Schweizer Justizskandal um den Hinweisgeber Rudolf Elmer

Wir berichteten in den vergangenen Jahren immer wieder über Hinweisgeber, die unter enormen persönlichen Risiken und hohen Kosten systematisch begangenes Unrecht aufgedeckt haben. Erst kürzlich schrieben wir, warum viele dieser Menschen ein Bundesverdienstkreuz verdienen, statt strafrechtlich verfolgt zu werden (siehe hier). Im Fall Antoine Deltour wurde heute öffentlich (siehe hier und hier), dass gegen das Urteil auf Bewährung in erster Instanz von den Luxemburger Staatsanwaltschaft Berufung eingelegt wurde und das Verfahren somit in zweiter Instanz nochmals aufgerollt wird.

Nun gibt es im Fall Rudolf Elmers, des Schweizer Hinweisgebers der früher bei der Privatbank Julius Bär angestellt war, eine beachtliche Entwicklung (siehe Vorgeschichte hier und hier und hier). Seit geraumer Zeit entwickelt sich sein Fall immer mehr zu einem Schweizer Justizskandal, der die Zürcher Justiz in keinem guten Licht erscheinen lässt – um es vorsichtig auszudrücken.

Dazu erschien in der Schweizer Sonntagszeitung just ein bemerkenswerter Artikel (hier).

Rudolf Elmer wurde seit 11 Jahren von der Schweizer Justiz verfolgt und saß ein halbes Jahr in Untersuchungshaft. Der Vorwurf gegen ihn lautete, er habe das Schweizer Bankgeheimnis gebrochen – darauf stehen als Höchststrafe drei Jahre Gefängnis. Die letzte Gerichtsverhandlung fand Ende Juni 2016 in Zürich statt (siehe hier).

Dabei stellte sich heraus, dass die Staatsanwaltschaft seit 2009 darüber bescheid wusste, dass Elmer im fraglichen Zeitraum gar kein Angestellter der Schweizer Bank Julius Bär war, sondern seit 1994 bei einer rechtlich selbstständigen Gesellschaft (Julius Baer Bank and Trust Ltd.) auf den Cayman Islands angestellt war.
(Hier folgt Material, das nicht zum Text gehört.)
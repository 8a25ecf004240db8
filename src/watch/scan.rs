//! Initial scan of a watched directory

use crate::error::SyncError;
use crate::watch::IgnoreMatcher;
use std::path::{Path, PathBuf};
use tracing::{debug, warn};
use walkdir::WalkDir;

/// Every regular file below `directory`, sorted by path.
///
/// Entries that vanish or cannot be read mid-walk are skipped; only an
/// unreadable `directory` is an error.
pub fn initial_scan(directory: &Path, ignore: &IgnoreMatcher) -> Result<Vec<PathBuf>, SyncError> {
    if !directory.is_dir() {
        return Err(SyncError::Startup(format!(
            "{} is not a directory",
            directory.display()
        )));
    }

    let walker = WalkDir::new(directory)
        .follow_links(false)
        .sort_by_file_name()
        .into_iter()
        .filter_entry(|entry| {
            entry
                .path()
                .strip_prefix(directory)
                .map_or(true, |relative| !ignore.is_ignored(relative))
        });

    let mut files = Vec::new();
    for entry in walker {
        let entry = match entry {
            Ok(entry) => entry,
            Err(e) => {
                if e.depth() == 0 {
                    return Err(SyncError::Startup(format!(
                        "Failed to scan {}: {}",
                        directory.display(),
                        e
                    )));
                }
                warn!(error = %e, "Skipping unreadable entry during scan");
                continue;
            }
        };
        if entry.file_type().is_file() {
            files.push(entry.into_path());
        }
    }

    files.sort();
    debug!(directory = ?directory, files = files.len(), "Initial scan completed");
    Ok(files)
}
//! Error types for the mirroring engine and its stores.

use crate::types::{ContentId, ObjectPath, Root};
use thiserror::Error;

/// Content store errors
#[derive(Debug, Error)]
pub enum StoreError {
    #[error("Not found: {0}")]
    NotFound(ObjectPath),

    #[error("Already exists: {0}")]
    AlreadyExists(ObjectPath),

    #[error("Not a directory: {0}")]
    NotADirectory(ObjectPath),

    #[error("Is a directory: {0}")]
    IsADirectory(ObjectPath),

    #[error("Directory not empty: {0}")]
    NotEmpty(ObjectPath),

    #[error("Invalid path: {0}")]
    InvalidPath(String),

    #[error("Corrupt store entry at {path}: {reason}")]
    Corrupt { path: String, reason: String },

    #[error("Storage backend error: {0}")]
    Backend(#[from] sled::Error),

    #[error("Storage I/O error: {0}")]
    IoError(#[from] std::io::Error),
}

impl StoreError {
    /// Absent entries are an expected outcome when events race with store state
    pub fn is_not_found(&self) -> bool {
        matches!(self, StoreError::NotFound(_))
    }
}

/// Replicated document store errors
#[derive(Debug, Error)]
pub enum DocumentError {
    #[error("Document backend error: {0}")]
    Backend(#[from] sled::Error),

    #[error("Document codec error for {key}: {source}")]
    Codec {
        key: String,
        #[source]
        source: serde_json::Error,
    },

    #[error("Invalid document key: {0}")]
    InvalidKey(String),
}

/// Engine-level errors
#[derive(Debug, Error)]
pub enum SyncError {
    #[error("Store operation {op} failed for {path}: {source}")]
    Transient {
        op: &'static str,
        path: ObjectPath,
        #[source]
        source: StoreError,
    },

    #[error("Manifest write conflict for root {root}: local {local}, replicated {remote}")]
    ManifestWriteConflict {
        root: Root,
        local: ContentId,
        remote: ContentId,
    },

    #[error("Startup failed: {0}")]
    Startup(String),

    #[error("Path {0:?} is not inside any watched directory")]
    Unwatched(std::path::PathBuf),

    #[error("Configuration error: {0}")]
    ConfigError(String),

    #[error("Manifest snapshot error at {path:?}: {reason}")]
    Snapshot {
        path: std::path::PathBuf,
        reason: String,
    },

    #[error("Storage error: {0}")]
    Store(#[from] StoreError),

    #[error("Document store error: {0}")]
    Document(#[from] DocumentError),

    #[error("I/O error: {0}")]
    IoError(#[from] std::io::Error),
}

impl From<config::ConfigError> for SyncError {
    fn from(err: config::ConfigError) -> Self {
        SyncError::ConfigError(err.to_string())
    }
}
Damit fällt die Anklage des Bruchs des Bankgeheimnisses in sich zusammen: wer nicht bei einer Schweizer Bank angestellt ist, kann auch kein Schweizer Bankgeheimnis brechen.

Diesen Sachverhalt aber blendete die Staatsanwaltschaft für sage und schreibe sieben Jahre lang aus. Sie führte Prozesse weiter und eröffnete sogar ein neues Verfahren.

Doch damit nicht genug. Die Staatsanwaltschaft verheimlichte ihre Erkenntnisse vor den Gerichten und ließ eine Klage Elmers gegen die Bank wegen Irreführung der Gerichte abblitzen.
 
Ein Gastkommentar in derselben Sonntagszeitung (hier) bewertet die Fakten schon in der Überschrift mit einer Klarheit und Direktheit, die Sprengstoff ist in einem Land, dessen Selbstverständnis sich noch immer oft nah am Bild des Vorreiters im Anti-Korruptionskampf orientiert und etwa vom Korruptionswahrnehmungsindex regelmäßig als eines der wenigsten korruption Länder geadelt wird (hier und hier und hier).

Es bleibt abzuwarten, wie und ob die Schweizer Justiz reagiert. Neben der Blamage liegt schließlich der Verdacht der Befangenheit und ungetreuer Amtsführung in der Luft. Eine saftige Entschädigung für Elmer aus Schweizer Steuergeldern dürfte nach der Urteilsverkündung am 23. August ebenfalls nahe liegen.

Es bleibt abzuwarten, ob und wann die Luxemburger Justiz im Zusammenhang mit der Berufung gegen Deltour auf einen ähnlichen Skandal zusteuert.

Korruption ist etwas, das anderswo geschieht. Dieser Auffassung begegnet man
leider auch immer noch viel zu häufig in Deutschland. Dass es aber keinen
Grund gibt, selbstgerecht auf die Schweiz oder Luxemburg zu zeigen, kann man etwa
ansatzweise hier nachlesen (oder hier).